Cineasta de vigorosa expressão visual, poucos como ele conseguiram criar uma filmografia tão coesa nos detalhes e respetivo simbolismo dentro de um universo próprio. Sabendo que Buñuel estudou Entomologia (área da Biologia que estuda os insetos) antes de se dedicar ao cinema, perguntámos a Espada como é que pormenores como este da vida do realizador se traduziram nos seus filmes (e há, de facto, uma recorrência de insetos): "Buñuel é um poeta da imagem, e às vezes a poesia implica um ritmo, uma repetição de palavras. Então há imagens que se repetem de forma obsessiva no seu cinema - exemplo das caixas, que despertam a curiosidade no espectador e cuja referência mais famosa será a de A Bela de Dia [1967]. Desde logo, a Entomologia é um desses elementos repetitivos, com os insetos e animais a aparecerem em muitos filmes e várias vezes em primeiro plano." A isto se associa ainda a religião: "Buñuel, por um lado era ateu, por outro lado, com o seu olhar de entomólogo, era fascinado pelos religiosos. Analisava-os cientificamente como se fossem insetos: a maneira como se movem, os seus rituais... E sempre disse que era muito respeitoso em relação às pessoas - o que lhe interessava era a religião e suas práticas."

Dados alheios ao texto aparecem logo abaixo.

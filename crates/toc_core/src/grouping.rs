//! crates/toc_core/src/grouping.rs
//! Grouped-data model handed from the build phase to the render phase.
//!
//! Build-time fields (`all_proposal_ids`, the node tree, leaf `proposals`) are
//! fixed once built. Render-time fields (`filtered_proposal_ids`,
//! `num_filtered_proposals`, `shown`) are placeholders: they are always empty /
//! zero / false in built data and are re-derived by every render pass.

use std::collections::BTreeMap;

#[cfg(feature = "serde")]
use serde::{Deserialize, Serialize};

use crate::errors::CoreError;
use crate::ids::ProposalKey;

// ------------------------------- Flat groups -------------------------------

/// One named bucket of a flat grouping.
#[derive(Clone, Debug, PartialEq, Eq)]
#[cfg_attr(feature = "serde", derive(Serialize, Deserialize))]
pub struct Group {
    pub all_proposal_ids: Vec<ProposalKey>,
    #[cfg_attr(feature = "serde", serde(default))]
    pub filtered_proposal_ids: Vec<ProposalKey>,
    #[cfg_attr(feature = "serde", serde(default))]
    pub num_filtered_proposals: u64,
    pub name: String,
}

impl Group {
    pub fn new(name: impl Into<String>) -> Self {
        Self {
            all_proposal_ids: Vec::new(),
            filtered_proposal_ids: Vec::new(),
            num_filtered_proposals: 0,
            name: name.into(),
        }
    }

    /// Clear the render-time placeholders.
    pub fn reset_render_state(&mut self) {
        self.filtered_proposal_ids.clear();
        self.num_filtered_proposals = 0;
    }
}

/// Name → `Group`, remembering insertion order (declared groups first, then
/// first-seen order).
#[derive(Clone, Debug, Default, PartialEq, Eq)]
pub struct GroupingTable {
    groups: Vec<Group>,
    index: BTreeMap<String, usize>,
}

impl GroupingTable {
    pub fn new() -> Self {
        Self::default()
    }

    /// Seed the table with caller-declared groups, kept in declared order even
    /// when they end up empty.
    pub fn with_declared<I, S>(names: I) -> Result<Self, CoreError>
    where
        I: IntoIterator<Item = S>,
        S: Into<String>,
    {
        let mut table = Self::new();
        for name in names {
            let name = name.into();
            if table.index.contains_key(&name) {
                return Err(CoreError::DuplicateGroup(name));
            }
            table.entry(&name);
        }
        Ok(table)
    }

    /// Group named `name`, appended at the end if it does not exist yet.
    pub fn entry(&mut self, name: &str) -> &mut Group {
        let idx = match self.index.get(name) {
            Some(&i) => i,
            None => {
                self.groups.push(Group::new(name));
                let i = self.groups.len() - 1;
                self.index.insert(name.to_owned(), i);
                i
            }
        };
        &mut self.groups[idx]
    }

    pub fn get(&self, name: &str) -> Option<&Group> {
        self.index.get(name).map(|&i| &self.groups[i])
    }

    pub fn names(&self) -> impl Iterator<Item = &str> {
        self.groups.iter().map(|g| g.name.as_str())
    }

    pub fn iter(&self) -> impl Iterator<Item = &Group> {
        self.groups.iter()
    }

    pub fn len(&self) -> usize {
        self.groups.len()
    }

    pub fn is_empty(&self) -> bool {
        self.groups.is_empty()
    }

    pub fn into_groups(self) -> Vec<Group> {
        self.groups
    }
}

// ---------------------------- Hierarchical nodes ----------------------------

/// What hangs below a node: another level, or (at the deepest level) the
/// deduplicated proposal keys.
#[derive(Clone, Debug, PartialEq, Eq)]
#[cfg_attr(feature = "serde", derive(Serialize, Deserialize))]
pub enum NodeBody {
    #[cfg_attr(feature = "serde", serde(rename = "subcolumn"))]
    Subcolumn(Level),
    #[cfg_attr(feature = "serde", serde(rename = "proposals"))]
    Proposals(Vec<ProposalKey>),
}

/// One named node of a hierarchical grouping.
#[derive(Clone, Debug, PartialEq, Eq)]
#[cfg_attr(feature = "serde", derive(Serialize, Deserialize))]
pub struct HierarchicalNode {
    #[cfg_attr(feature = "serde", serde(default))]
    pub shown: bool,
    #[cfg_attr(feature = "serde", serde(flatten))]
    pub body: NodeBody,
}

impl HierarchicalNode {
    pub fn branch() -> Self {
        Self { shown: false, body: NodeBody::Subcolumn(Level::new()) }
    }

    pub fn leaf() -> Self {
        Self { shown: false, body: NodeBody::Proposals(Vec::new()) }
    }

    pub fn subcolumn(&self) -> Option<&Level> {
        match &self.body {
            NodeBody::Subcolumn(l) => Some(l),
            NodeBody::Proposals(_) => None,
        }
    }

    pub fn subcolumn_mut(&mut self) -> Option<&mut Level> {
        match &mut self.body {
            NodeBody::Subcolumn(l) => Some(l),
            NodeBody::Proposals(_) => None,
        }
    }

    pub fn proposals(&self) -> Option<&[ProposalKey]> {
        match &self.body {
            NodeBody::Proposals(p) => Some(p),
            NodeBody::Subcolumn(_) => None,
        }
    }

    /// Append `key` to a leaf unless it is already present. No-op on branches.
    pub fn push_proposal(&mut self, key: &ProposalKey) {
        if let NodeBody::Proposals(keys) = &mut self.body {
            if !keys.contains(key) {
                keys.push(key.clone());
            }
        }
    }
}

/// Ordered mapping of child key → node. Iteration order is insertion order
/// until `sort_recursive` is applied.
#[derive(Clone, Debug, Default, PartialEq, Eq)]
pub struct Level {
    entries: Vec<(String, HierarchicalNode)>,
    index: BTreeMap<String, usize>,
}

impl Level {
    pub fn new() -> Self {
        Self::default()
    }

    pub fn len(&self) -> usize {
        self.entries.len()
    }

    pub fn is_empty(&self) -> bool {
        self.entries.is_empty()
    }

    fn position(&self, key: &str) -> Option<usize> {
        self.index.get(key).copied()
    }

    fn push(&mut self, key: String, node: HierarchicalNode) -> usize {
        let idx = self.entries.len();
        self.index.insert(key.clone(), idx);
        self.entries.push((key, node));
        idx
    }

    fn reindex(&mut self) {
        self.index = self.entries.iter().enumerate().map(|(i, (k, _))| (k.clone(), i)).collect();
    }

    pub fn contains_key(&self, key: &str) -> bool {
        self.position(key).is_some()
    }

    pub fn get(&self, key: &str) -> Option<&HierarchicalNode> {
        self.position(key).map(|i| &self.entries[i].1)
    }

    pub fn get_mut(&mut self, key: &str) -> Option<&mut HierarchicalNode> {
        self.position(key).map(move |i| &mut self.entries[i].1)
    }

    /// Node at `key`, created with `make` and appended if absent.
    pub fn get_or_insert_with<F>(&mut self, key: &str, make: F) -> &mut HierarchicalNode
    where
        F: FnOnce() -> HierarchicalNode,
    {
        let idx = match self.position(key) {
            Some(i) => i,
            None => self.push(key.to_owned(), make()),
        };
        &mut self.entries[idx].1
    }

    /// Insert or replace; a replaced key keeps its position.
    pub fn insert(&mut self, key: impl Into<String>, node: HierarchicalNode) -> Option<HierarchicalNode> {
        let key = key.into();
        match self.position(&key) {
            Some(i) => Some(std::mem::replace(&mut self.entries[i].1, node)),
            None => {
                self.push(key, node);
                None
            }
        }
    }

    pub fn keys(&self) -> impl Iterator<Item = &str> {
        self.entries.iter().map(|(k, _)| k.as_str())
    }

    pub fn iter(&self) -> impl Iterator<Item = (&str, &HierarchicalNode)> {
        self.entries.iter().map(|(k, n)| (k.as_str(), n))
    }

    pub fn iter_mut(&mut self) -> impl Iterator<Item = (&str, &mut HierarchicalNode)> {
        self.entries.iter_mut().map(|(k, n)| (k.as_str(), n))
    }

    pub fn into_entries(self) -> Vec<(String, HierarchicalNode)> {
        self.entries
    }

    /// Sort keys lexicographically at this level and every level below.
    pub fn sort_recursive(&mut self) {
        self.entries.sort_by(|a, b| a.0.cmp(&b.0));
        self.reindex();
        for (_, node) in &mut self.entries {
            if let Some(sub) = node.subcolumn_mut() {
                sub.sort_recursive();
            }
        }
    }

    /// Clear every `shown` flag below this level.
    pub fn reset_shown(&mut self) {
        for (_, node) in &mut self.entries {
            node.shown = false;
            if let Some(sub) = node.subcolumn_mut() {
                sub.reset_shown();
            }
        }
    }

    /// Depth of the tree if every path ends in a leaf at the same depth
    /// (a level holding only leaves has depth 1). `Some(0)` for an empty level.
    pub fn uniform_depth(&self) -> Option<usize> {
        let mut depth: Option<usize> = None;
        for (_, node) in &self.entries {
            let d = match &node.body {
                NodeBody::Proposals(_) => 1,
                NodeBody::Subcolumn(sub) if sub.is_empty() => return None,
                NodeBody::Subcolumn(sub) => 1 + sub.uniform_depth()?,
            };
            match depth {
                None => depth = Some(d),
                Some(prev) if prev != d => return None,
                Some(_) => {}
            }
        }
        Some(depth.unwrap_or(0))
    }
}

#[cfg(feature = "serde")]
impl Serialize for Level {
    fn serialize<S: serde::Serializer>(&self, serializer: S) -> Result<S::Ok, S::Error> {
        use serde::ser::SerializeMap;
        let mut map = serializer.serialize_map(Some(self.entries.len()))?;
        for (k, v) in &self.entries {
            map.serialize_entry(k, v)?;
        }
        map.end()
    }
}

#[cfg(feature = "serde")]
impl<'de> Deserialize<'de> for Level {
    fn deserialize<D: serde::Deserializer<'de>>(deserializer: D) -> Result<Self, D::Error> {
        struct LevelVisitor;

        impl<'de> serde::de::Visitor<'de> for LevelVisitor {
            type Value = Level;

            fn expecting(&self, f: &mut core::fmt::Formatter<'_>) -> core::fmt::Result {
                f.write_str("a map of group name to node")
            }

            fn visit_map<A: serde::de::MapAccess<'de>>(self, mut access: A) -> Result<Level, A::Error> {
                let mut level = Level::new();
                while let Some((k, v)) = access.next_entry::<String, HierarchicalNode>()? {
                    level.insert(k, v);
                }
                Ok(level)
            }
        }

        deserializer.deserialize_map(LevelVisitor)
    }
}

// ------------------------------ Boundary artifact ------------------------------

/// The grouped-data document uploaded next to a render plan.
/// `Flat` and `Tree` both expose their data as `groups`; `List` as `proposal_ids`.
#[derive(Clone, Debug, PartialEq, Eq)]
#[cfg_attr(feature = "serde", derive(Serialize, Deserialize))]
#[cfg_attr(feature = "serde", serde(untagged))]
pub enum GroupedData {
    Flat { groups: Vec<Group> },
    Tree { groups: Level },
    List { proposal_ids: Vec<ProposalKey> },
}

impl GroupedData {
    /// Name under which the data is exposed to the renderer.
    pub fn data_var(&self) -> &'static str {
        match self {
            GroupedData::Flat { .. } | GroupedData::Tree { .. } => "groups",
            GroupedData::List { .. } => "proposal_ids",
        }
    }

    /// Clear all render-time placeholders (filtered ids, counts, shown flags).
    pub fn reset_render_state(&mut self) {
        match self {
            GroupedData::Flat { groups } => groups.iter_mut().for_each(Group::reset_render_state),
            GroupedData::Tree { groups } => groups.reset_shown(),
            GroupedData::List { .. } => {}
        }
    }
}

#[cfg(test)]
mod tests {
    use super::*;

    fn key(s: &str) -> ProposalKey {
        s.parse().unwrap()
    }

    #[test]
    fn declared_groups_keep_order_and_new_ones_append() {
        let mut t = GroupingTable::with_declared(["Low", "Mid", "High"]).unwrap();
        t.entry("Mid").all_proposal_ids.push(key("P1"));
        t.entry("New").all_proposal_ids.push(key("P2"));
        let names: Vec<&str> = t.names().collect();
        assert_eq!(names, vec!["Low", "Mid", "High", "New"]);
        assert!(t.get("Low").unwrap().all_proposal_ids.is_empty());
    }

    #[test]
    fn duplicate_declared_group_is_rejected() {
        let err = GroupingTable::with_declared(["A", "A"]).unwrap_err();
        assert_eq!(err, CoreError::DuplicateGroup("A".into()));
    }

    #[test]
    fn leaf_push_is_idempotent() {
        let mut n = HierarchicalNode::leaf();
        n.push_proposal(&key("P1"));
        n.push_proposal(&key("P1"));
        n.push_proposal(&key("P2"));
        assert_eq!(n.proposals().unwrap(), &[key("P1"), key("P2")]);
    }

    #[test]
    fn sort_is_recursive() {
        let mut root = Level::new();
        let b = root.get_or_insert_with("b", HierarchicalNode::branch);
        let sub = b.subcolumn_mut().unwrap();
        sub.get_or_insert_with("z", HierarchicalNode::leaf);
        sub.get_or_insert_with("y", HierarchicalNode::leaf);
        root.get_or_insert_with("a", HierarchicalNode::branch)
            .subcolumn_mut()
            .unwrap()
            .get_or_insert_with("x", HierarchicalNode::leaf);

        root.sort_recursive();
        assert_eq!(root.keys().collect::<Vec<_>>(), vec!["a", "b"]);
        let inner: Vec<&str> = root.get("b").unwrap().subcolumn().unwrap().keys().collect();
        assert_eq!(inner, vec!["y", "z"]);
        assert_eq!(root.uniform_depth(), Some(2));
    }

    #[test]
    fn lookups_follow_keys_across_sort_and_replace() {
        let mut root = Level::new();
        for k in ["c", "a", "b"] {
            root.get_or_insert_with(k, HierarchicalNode::leaf).push_proposal(&key(&format!("P{k}")));
        }
        root.sort_recursive();
        assert_eq!(root.get("c").unwrap().proposals().unwrap(), &[key("Pc")]);
        assert_eq!(root.get("a").unwrap().proposals().unwrap(), &[key("Pa")]);

        assert!(root.insert("b", HierarchicalNode::leaf()).is_some());
        assert_eq!(root.keys().collect::<Vec<_>>(), vec!["a", "b", "c"]);
        assert!(root.get("b").unwrap().proposals().unwrap().is_empty());
        root.get_mut("c").unwrap().shown = true;
        assert!(root.get("c").unwrap().shown);
        assert!(!root.contains_key("d"));
    }

    #[test]
    fn uneven_tree_has_no_uniform_depth() {
        let mut root = Level::new();
        root.get_or_insert_with("leaf", HierarchicalNode::leaf);
        root.get_or_insert_with("branch", HierarchicalNode::branch)
            .subcolumn_mut()
            .unwrap()
            .get_or_insert_with("x", HierarchicalNode::leaf);
        assert_eq!(root.uniform_depth(), None);
    }

    #[cfg(feature = "serde")]
    #[test]
    fn tree_serializes_in_insertion_order_with_body_keys() {
        let mut root = Level::new();
        root.get_or_insert_with("Zed", HierarchicalNode::leaf).push_proposal(&key("P1"));
        root.get_or_insert_with("Alpha", HierarchicalNode::branch);
        let data = GroupedData::Tree { groups: root };
        let s = serde_json::to_string(&data).unwrap();
        assert_eq!(
            s,
            r#"{"groups":{"Zed":{"shown":false,"proposals":["P1"]},"Alpha":{"shown":false,"subcolumn":{}}}}"#
        );
        let back: GroupedData = serde_json::from_str(&s).unwrap();
        assert_eq!(back, data);
    }

    #[cfg(feature = "serde")]
    #[test]
    fn flat_and_list_shapes_round_trip_through_untagged_enum() {
        let flat: GroupedData = serde_json::from_str(
            r#"{"groups":[{"all_proposal_ids":["P1"],"filtered_proposal_ids":[],"num_filtered_proposals":0,"name":"A"}]}"#,
        )
        .unwrap();
        assert!(matches!(flat, GroupedData::Flat { ref groups } if groups.len() == 1));
        let list: GroupedData = serde_json::from_str(r#"{"proposal_ids":["P1","P2"]}"#).unwrap();
        assert_eq!(list.data_var(), "proposal_ids");
    }
}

Com um humor refinado para tudo, também evidente no trato, era difícil distinguir quando fazia uma piada ou falava a sério. É conhecida a sua fantasia que imaginava a própria família reunida a ler o seu testamento, em que aparecia lá escrito que tinha deixado tudo a Rockefeller, mas também, conta Javier Espada, se metia com alguns atores para lhes diminuir a vaidade. Dizia, "Bem, quantos primeiros planos vocês querem? É que eu cobro os primeiros planos", e lá alguém perguntava, "Quanto cobra?" Depois de perceberem que era uma brincadeira ficavam com os pés assentes na terra.

Qual a importância de ver a obra de Luis Buñuel hoje? "Quem não descobrir está a perder uma parte importante da história do cinema. Conhecer Buñuel é tão necessário como literatura clássica." Por isso mesmo, fica a sugestão já da primeira sessão do ciclo, Ele (1953), filme baseado num romance autobiográfico de Mercedes Pinto, sobre a paranoia de ciúmes do seu marido. "Buñuel sentia-se refletido nesta história, porque ele também era muito ciumento, e acabou por fazer uma espécie de paródia de si próprio."